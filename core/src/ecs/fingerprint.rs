//! A fixed-width bitmask identifying an archetype by the union of its
//! component ids.
//!
//! Grounded on spec §4.6's archetype fingerprint and on the `bitvec`-backed
//! fixed bitsets `bevyengine-bevy`'s embedded `bevy_legion` archetype index
//! uses for the same "which components does this row have" question; here
//! the width is a compile-time const generic instead of a runtime `BitVec`
//! so fingerprints are `Copy` and hashable without an allocation.

use std::hash::{Hash, Hasher};

/// A `WORDS * 64`-bit mask over component ids. Default width is one word
/// (64 bits), matching spec's default `MAX_ECS_COMPONENTS`.
#[derive(Debug, Clone, Copy)]
pub struct Fingerprint<const WORDS: usize = 1> {
    words: [u64; WORDS],
}

static_assertions::const_assert_eq!(
    Fingerprint::<1>::CAPACITY,
    crate::config::DEFAULT_MAX_ECS_COMPONENTS
);

impl<const WORDS: usize> Fingerprint<WORDS> {
    /// Number of component ids this fingerprint can represent.
    pub const CAPACITY: usize = WORDS * 64;

    pub const fn empty() -> Self {
        Self { words: [0; WORDS] }
    }

    /// Sets the bit for `component_id`. Panics (debug only) if out of
    /// range — callers are expected to have validated ids against
    /// [`Self::CAPACITY`] at registration time.
    pub fn set_bit(&mut self, component_id: usize) {
        debug_assert!(component_id < Self::CAPACITY, "component id exceeds fingerprint width");
        self.words[component_id / 64] |= 1u64 << (component_id % 64);
    }

    pub fn test_bit(&self, component_id: usize) -> bool {
        (self.words[component_id / 64] >> (component_id % 64)) & 1 != 0
    }

    /// The bitwise union of `self` and `other`.
    pub fn union(&self, other: &Self) -> Self {
        let mut words = [0u64; WORDS];
        for i in 0..WORDS {
            words[i] = self.words[i] | other.words[i];
        }
        Self { words }
    }

    /// `true` iff every bit set in `other` is also set in `self` — `self`
    /// is a structural superset of `other`.
    pub fn has_all(&self, other: &Self) -> bool {
        (0..WORDS).all(|i| self.words[i] & other.words[i] == other.words[i])
    }

    /// `true` iff `self` and `other` share at least one set bit.
    pub fn has_one(&self, other: &Self) -> bool {
        (0..WORDS).any(|i| self.words[i] & other.words[i] != 0)
    }
}

impl<const WORDS: usize> Default for Fingerprint<WORDS> {
    fn default() -> Self {
        Self::empty()
    }
}

impl<const WORDS: usize> PartialEq for Fingerprint<WORDS> {
    fn eq(&self, other: &Self) -> bool {
        self.words == other.words
    }
}

impl<const WORDS: usize> Eq for Fingerprint<WORDS> {}

impl<const WORDS: usize> Hash for Fingerprint<WORDS> {
    fn hash<H: Hasher>(&self, state: &mut H) {
        self.words.hash(state);
    }
}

——————

Beginning with the first line above, transcribe all of the data exactly.

filename core/src/ecs/fingerprint.rs
//! A fixed-width bitmask identifying an archetype by the union of its
//! component ids.
//!
//! Grounded on spec §4.6's archetype fingerprint and on the `bitvec`-backed
//! fixed bitsets `bevyengine-bevy`'s embedded `bevy_legion` archetype index
//! uses for the same "which components does this row have" question; here
//! the width is a compile-time const generic instead of a runtime `BitVec`
//! so fingerprints are `Copy` and hashable without an allocation.

use std::hash::{Hash, Hasher};

/// A `WORDS * 64`-bit mask over component ids. Default width is one word
/// (64 bits), matching spec's default `MAX_ECS_COMPONENTS`.
#[derive(Debug, Clone, Copy)]
pub struct Fingerprint<const WORDS: usize = 1> {
    words: [u64; WORDS],
}

static_assertions::const_assert_eq!(
    Fingerprint::<1>::CAPACITY,
    crate::config::DEFAULT_MAX_ECS_COMPONENTS
);

impl<const WORDS: usize> Fingerprint<WORDS> {
    /// Number of component ids this fingerprint can represent.
    pub const CAPACITY: usize = WORDS * 64;

    pub const fn empty() -> Self {
        Self { words: [0; WORDS] }
    }

    /// Sets the bit for `component_id`. Panics (debug only) if out of
    /// range — callers are expected to have validated ids against
    /// [`Self::CAPACITY`] at registration time.
    pub fn set_bit(&mut self, component_id: usize) {
        debug_assert!(component_id < Self::CAPACITY, "component id exceeds fingerprint width");
        self.words[component_id / 64] |= 1u64 << (component_id % 64);
    }

    pub fn test_bit(&self, component_id: usize) -> bool {
        (self.words[component_id / 64] >> (component_id % 64)) & 1 != 0
    }

    /// The bitwise union of `self` and `other`.
    pub fn union(&self, other: &Self) -> Self {
        let mut words = [0u64; WORDS];
        for i in 0..WORDS {
            words[i] = self.words[i] | other.words[i];
        }
        Self { words }
    }

    /// `true` iff every bit set in `other` is also set in `self` — `self`
    /// is a structural superset of `other`.
    pub fn has_all(&self, other: &Self) -> bool {
        (0..WORDS).all(|i| self.words[i] & other.words[i] == other.words[i])
    }

    /// `true` iff `self` and `other` share at least one set bit.
    pub fn has_one(&self, other: &Self) -> bool {
        (0..WORDS).any(|i| self.words[i] & other.words[i] != 0)
    }
}

impl<const WORDS: usize> Default for Fingerprint<WORDS> {
    fn default() -> Self {
        Self::empty()
    }
}

impl<const WORDS: usize> PartialEq for Fingerprint<WORDS> {
    fn eq(&self, other: &Self) -> bool {
        self.words == other.words
    }
}

impl<const WORDS: usize> Eq for Fingerprint<WORDS> {}

impl<const WORDS: usize> Hash for Fingerprint<WORDS> {
    fn hash<H: Hasher>(&self, state: &mut H) {
        self.words.hash(state);
    }
}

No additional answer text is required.